Prendo il mio 'diapason', lo picchio sul tavolo e aspettiamo. In lontananza percepiamo quel suono così lontano e preciso e poi tutti vocalizziamo, ascoltando il compagno vicino, ma anche quello più lontano. Non tutti sono intonati, ma con un po’ di esercizio forse la stonatura più fastidiosa può essere accordata e - perché no? - l’impulso può pure arrivare da un dettaglio, piccolo, per molti insignificante. È compito del direttore d’orchestra esporre il senhal. Poi aspetta, con pazienza, la risposta. Basta aguzzare la vista.
«Eh, prof ma quante spille ha? Un milione?»
«No, 366, una per ogni giorno e una in più!»
Quando entri in classe è difficile tenerli in silenzio. Oltre a quelle anti-Covid, nelle mie classi vige una sola regola: «Sollevare la mano, please!». È tutto un fioccare di braccia lunghe lunghe, che sfiorano il soffitto tanta è la loro voglia di dire ciò che hanno sulla punta della lingua. Le agitano ininterrottamente come bandiere finché non arriva il loro turno. Ecco. Tirano un sospiro di sollievo e vuotano il sacco.
«Devo dirle tre cose, prof! La prima: domani vado via prima perché devo fare il vaccino; la seconda, oggi leggiamo i racconti che abbiamo scritto lunedì? La terza, ma quella spilla è un cane??».
E continuano.
«Ma ha tagliato i capelli?»
«Quelle scarpe sono nuove?»
«Ce lo fa il moonwalk? Con quelle scarpe viene bene!»

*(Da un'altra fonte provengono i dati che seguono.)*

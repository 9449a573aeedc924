//! Validation of peak positions as the 7 internal lines of an 8x8 board.

use board_split_core::{InternalLines, INTERNAL_LINES};
use log::debug;

/// True if the consecutive gaps of `arr` vary by less than `max_spread`.
///
/// Sequences with fewer than two elements have no gaps and are rejected.
pub fn is_near_arithmetic(arr: &[usize], max_spread: usize) -> bool {
    let mut gaps = arr.windows(2).map(|w| w[1] as i64 - w[0] as i64);
    let Some(first) = gaps.next() else {
        return false;
    };
    let (lo, hi) = gaps.fold((first, first), |(lo, hi), g| (lo.min(g), hi.max(g)));
    hi - lo < max_spread as i64
}

/// Pick 7 evenly spaced internal lines out of the detected peaks.
///
/// Tolerates one spurious peak at either end (8 peaks) or at both ends
/// (9 peaks, only the middle 7 are tried). Anything else is rejected.
pub fn select_internal_lines(peaks: &[usize], max_spread: usize) -> Option<InternalLines> {
    let n = INTERNAL_LINES;
    let candidates: Vec<&[usize]> = match peaks.len() {
        7 => vec![peaks],
        8 => vec![&peaks[..n], &peaks[1..]],
        9 => vec![&peaks[1..=n]],
        count => {
            debug!("rejecting {count} peaks (need 7..=9)");
            return None;
        }
    };

    let chosen = candidates
        .into_iter()
        .find(|c| is_near_arithmetic(c, max_spread))?;
    InternalLines::from_slice(chosen)
}

#[cfg(test)]
mod tests {
    use super::*;

    #[test]
    fn perfect_progression_is_accepted() {
        assert!(is_near_arithmetic(&[50, 100, 150, 200, 250, 300, 350], 5));
        assert!(is_near_arithmetic(&[3, 13, 23, 33, 43, 53, 63], 1));
    }

    #[test]
    fn spread_of_tolerance_is_rejected() {
        // one gap of 55 among gaps of 50
        assert!(!is_near_arithmetic(&[50, 100, 150, 205, 255, 305, 355], 5));
        // spread of 4 still passes
        assert!(is_near_arithmetic(&[50, 100, 150, 204, 254, 304, 354], 5));
    }

    #[test]
    fn degenerate_inputs_are_rejected() {
        assert!(!is_near_arithmetic(&[], 5));
        assert!(!is_near_arithmetic(&[7], 5));
    }

    #[test]
    fn fewer_than_seven_peaks_is_rejected() {
        assert!(select_internal_lines(&[10, 20, 30, 40, 50, 60], 5).is_none());
        assert!(select_internal_lines(&[], 5).is_none());
    }

    #[test]
    fn seven_peaks_must_be_evenly_spaced() {
        let lines = select_internal_lines(&[10, 20, 30, 40, 50, 60, 70], 5).unwrap();
        assert_eq!(lines.as_slice(), &[10, 20, 30, 40, 50, 60, 70]);
        assert!(select_internal_lines(&[10, 20, 30, 40, 50, 60, 90], 5).is_none());
    }

    #[test]
    fn eight_peaks_prefer_the_leading_seven() {
        let peaks = [40, 80, 120, 160, 200, 240, 280, 300];
        let lines = select_internal_lines(&peaks, 5).unwrap();
        assert_eq!(lines.as_slice(), &peaks[..7]);
    }

    #[test]
    fn eight_peaks_fall_back_to_the_trailing_seven() {
        let peaks = [5, 40, 80, 120, 160, 200, 240, 280];
        let lines = select_internal_lines(&peaks, 5).unwrap();
        assert_eq!(lines.as_slice(), &peaks[1..]);
    }

    #[test]
    fn eight_peaks_with_two_outliers_are_rejected() {
        let peaks = [5, 40, 80, 120, 160, 200, 240, 262];
        assert!(select_internal_lines(&peaks, 5).is_none());
    }

    #[test]
    fn nine_peaks_only_try_the_middle() {
        let peaks = [10, 40, 80, 120, 160, 200, 240, 280, 300];
        let lines = select_internal_lines(&peaks, 5).unwrap();
        assert_eq!(lines.as_slice(), &peaks[1..8]);

        // leading seven are evenly spaced but the middle is not
        let peaks = [40, 80, 120, 160, 200, 240, 280, 330, 400];
        assert!(select_internal_lines(&peaks, 5).is_none());
    }

    #[test]
    fn more_than_nine_peaks_is_rejected() {
        let peaks: Vec<usize> = (1..=10).map(|k| k * 30).collect();
        assert!(select_internal_lines(&peaks, 5).is_none());
    }
}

All’inizio dell’anno ho detto loro che la mia scelta figurativa giornaliera è un modo per comunicare uno stato d’animo o annunciare un’attività. Navicelle spaziali e marziani per l’ora di antologia, perché loro adorano la letteratura fantascientifica. Per la lezione sulla favola, invece, c’è il set di spille con animali e cactus.

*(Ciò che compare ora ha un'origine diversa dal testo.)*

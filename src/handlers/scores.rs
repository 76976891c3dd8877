// src/handlers/scores.rs

use std::sync::Arc;

use axum::{
    Json,
    extract::{State, rejection::JsonRejection},
    response::IntoResponse,
};
use serde_json::json;

use crate::{
    error::AppError, models::score::SubmitScoreRequest, store::ScoreStore,
    utils::validation::validated,
};

/// Records a student's score. `submitted_at` is stamped by the database.
pub async fn submit_score(
    State(scores): State<Arc<dyn ScoreStore>>,
    payload: Result<Json<SubmitScoreRequest>, JsonRejection>,
) -> Result<impl IntoResponse, AppError> {
    let payload = validated(payload, "Invalid data")?;

    scores
        .insert_score(&payload.email, &payload.name, payload.score)
        .await
        .map_err(|e| AppError::storage("Failed to save score", e))?;

    Ok(Json(json!({ "message": "Score submitted" })))
}

/// Lists all scores, newest submission first.
pub async fn list_scores(
    State(scores): State<Arc<dyn ScoreStore>>,
) -> Result<impl IntoResponse, AppError> {
    let records = scores.list_scores().await.map_err(AppError::Database)?;

    Ok(Json(records))
}
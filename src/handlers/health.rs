// src/handlers/health.rs

use axum::response::IntoResponse;

use crate::error::AppError;

pub const HEALTH_MESSAGE: &str = "✅ Quiz App Server is running";

/// Plain-text liveness string.
pub async fn health_check() -> &'static str {
    HEALTH_MESSAGE
}

/// Fallback for paths no route matches.
pub async fn not_found() -> impl IntoResponse {
    AppError::NotFound
}
// src/lib.rs

pub mod config;
pub mod error;
pub mod handlers;
pub mod models;
pub mod routes;
pub mod state;
pub mod store;
pub mod utils;

pub use routes::create_router;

Arcobaleni di varie misure per sorridere anche quando c’è la verifica di grammatica, frutta per invogliare alla merenda ecologica; per la lezione di mito ed epica, infine, l’arpia. Arpia come ogni prof che si rispetti!

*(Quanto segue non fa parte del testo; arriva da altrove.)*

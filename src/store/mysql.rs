// src/store/mysql.rs

use std::time::Duration;

use async_trait::async_trait;
use sqlx::{
    MySqlPool,
    mysql::{MySqlConnectOptions, MySqlPoolOptions},
};

use super::ScoreStore;
use crate::{config::MySqlSettings, error::StorageResult, models::score::ScoreRecord};

/// Score store backed by a MySQL connection pool.
#[derive(Clone)]
pub struct MySqlScoreStore {
    pool: MySqlPool,
}

impl MySqlScoreStore {
    pub fn new(pool: MySqlPool) -> Self {
        Self { pool }
    }

    /// Builds the pool without opening a connection; connections are
    /// checked out on first query, so startup never waits on MySQL.
    pub fn connect_lazy(settings: &MySqlSettings) -> Self {
        let mut options = MySqlConnectOptions::new()
            .host(&settings.host)
            .port(settings.port)
            .username(&settings.user);

        if let Some(password) = &settings.password {
            options = options.password(password);
        }
        if let Some(database) = &settings.database {
            options = options.database(database);
        }

        let pool = MySqlPoolOptions::new()
            .max_connections(settings.max_connections)
            .acquire_timeout(Duration::from_secs(10))
            .connect_lazy_with(options);

        Self::new(pool)
    }

    pub fn pool(&self) -> &MySqlPool {
        &self.pool
    }
}

#[async_trait]
impl ScoreStore for MySqlScoreStore {
    async fn insert_score(&self, email: &str, name: &str, score: f64) -> StorageResult<()> {
        sqlx::query("INSERT INTO studentscores (email, name, score) VALUES (?, ?, ?)")
            .bind(email)
            .bind(name)
            .bind(score)
            .execute(&self.pool)
            .await?;

        Ok(())
    }

    async fn list_scores(&self) -> StorageResult<Vec<ScoreRecord>> {
        // `id` breaks ties between rows stamped within the same instant.
        let scores = sqlx::query_as::<_, ScoreRecord>(
            r#"
            SELECT email, name, score, submitted_at
            FROM studentscores
            ORDER BY submitted_at DESC, id DESC
            "#,
        )
        .fetch_all(&self.pool)
        .await?;

        Ok(scores)
    }
}
// src/handlers/questions.rs

use axum::{
    Json,
    extract::{Path, rejection::JsonRejection},
    response::IntoResponse,
};
use serde_json::json;

use crate::{
    error::AppError,
    models::question::QuestionRequest,
    utils::{readiness::Questions, validation::validated},
};

/// Lists every question in the collection.
pub async fn list_questions(Questions(store): Questions) -> Result<impl IntoResponse, AppError> {
    let questions = store
        .list_questions()
        .await
        .map_err(|e| AppError::storage("Failed to fetch questions", e))?;

    Ok(Json(questions))
}

/// Creates a question and returns its generated id.
pub async fn create_question(
    Questions(store): Questions,
    payload: Result<Json<QuestionRequest>, JsonRejection>,
) -> Result<impl IntoResponse, AppError> {
    let payload = validated(payload, "Invalid question data")?;

    let id = store
        .create_question(&payload)
        .await
        .map_err(|e| AppError::storage("Failed to add question", e))?;

    tracing::info!(%id, "Question added");

    Ok(Json(json!({ "message": "Question added", "id": id })))
}

/// Replaces a question's text, options and correct option.
///
/// An id that matches no document still answers 200.
/// A malformed id is a storage failure (500).
pub async fn update_question(
    Questions(store): Questions,
    Path(id): Path<String>,
    payload: Result<Json<QuestionRequest>, JsonRejection>,
) -> Result<impl IntoResponse, AppError> {
    let payload = validated(payload, "Invalid update data")?;

    store
        .update_question(&id, &payload)
        .await
        .map_err(|e| AppError::storage("Failed to update question", e))?;

    Ok(Json(json!({ "message": "Question updated" })))
}

/// Deletes a question by id.
pub async fn delete_question(
    Questions(store): Questions,
    Path(id): Path<String>,
) -> Result<impl IntoResponse, AppError> {
    store
        .delete_question(&id)
        .await
        .map_err(|e| AppError::storage("Failed to delete question", e))?;

    Ok(Json(json!({ "message": "Question deleted" })))
}
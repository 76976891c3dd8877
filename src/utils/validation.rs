// src/utils/validation.rs

use axum::{Json, extract::rejection::JsonRejection};
use validator::Validate;

use crate::error::AppError;

/// Unwraps a JSON body and runs its schema validation.
///
/// Any failure, from a malformed body to a missing field or a wrong
/// type, becomes a 400 carrying the route's `message`. Details are
/// logged at debug level only.
pub fn validated<T: Validate>(
    payload: Result<Json<T>, JsonRejection>,
    message: &str,
) -> Result<T, AppError> {
    let Json(body) = payload.map_err(|rejection| {
        tracing::debug!(%rejection, "rejected request body");
        AppError::BadRequest(message.to_string())
    })?;

    body.validate().map_err(|errors| {
        tracing::debug!(%errors, "request body failed validation");
        AppError::BadRequest(message.to_string())
    })?;

    Ok(body)
}
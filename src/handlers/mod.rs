// src/handlers/mod.rs

pub mod health;
pub mod questions;
pub mod scores;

A Cagliari splende sempre il sole, ma una mattina il cielo non prometteva niente di buono e, infatti, poco prima dell’ingresso, i ragazzini hanno preso una bella bettada ‘e abba (o scuttullada come si dice a Casteddu) e sono arrivati in classe fradici. Mai avessi indossato una piccola bici sul maglione.
«Eh, oh prof, ha sbagliato tutto oggi. Doveva mettere la nuvola, no oggi ha sbagliato! Ceee te l’immagini la prof in bici oggi, se scivola con questa pioggia la finisce a Pirri!»
«Ma io ho messo la bici perché sono ottimista!»
Parlare con le immagini anche per contrasto ottiene sempre grande successo.
Insomma, se vuoi esser una prof dal look originale ma vuoi mantenere anche un profilo sobrio, la spilla è l’accessorio ideale. S’intravede e incuriosisce. Vedeste come ascoltano e imparano bene a scrivere, c’è da non crederci!
[Ringrazio i Topipittori per l'invito a parlare in modo semi-serio delle mie spille: è stata un'ottima scusa per dare ordine alla mia collezione e ritrovare pezzi sepolti vivi!]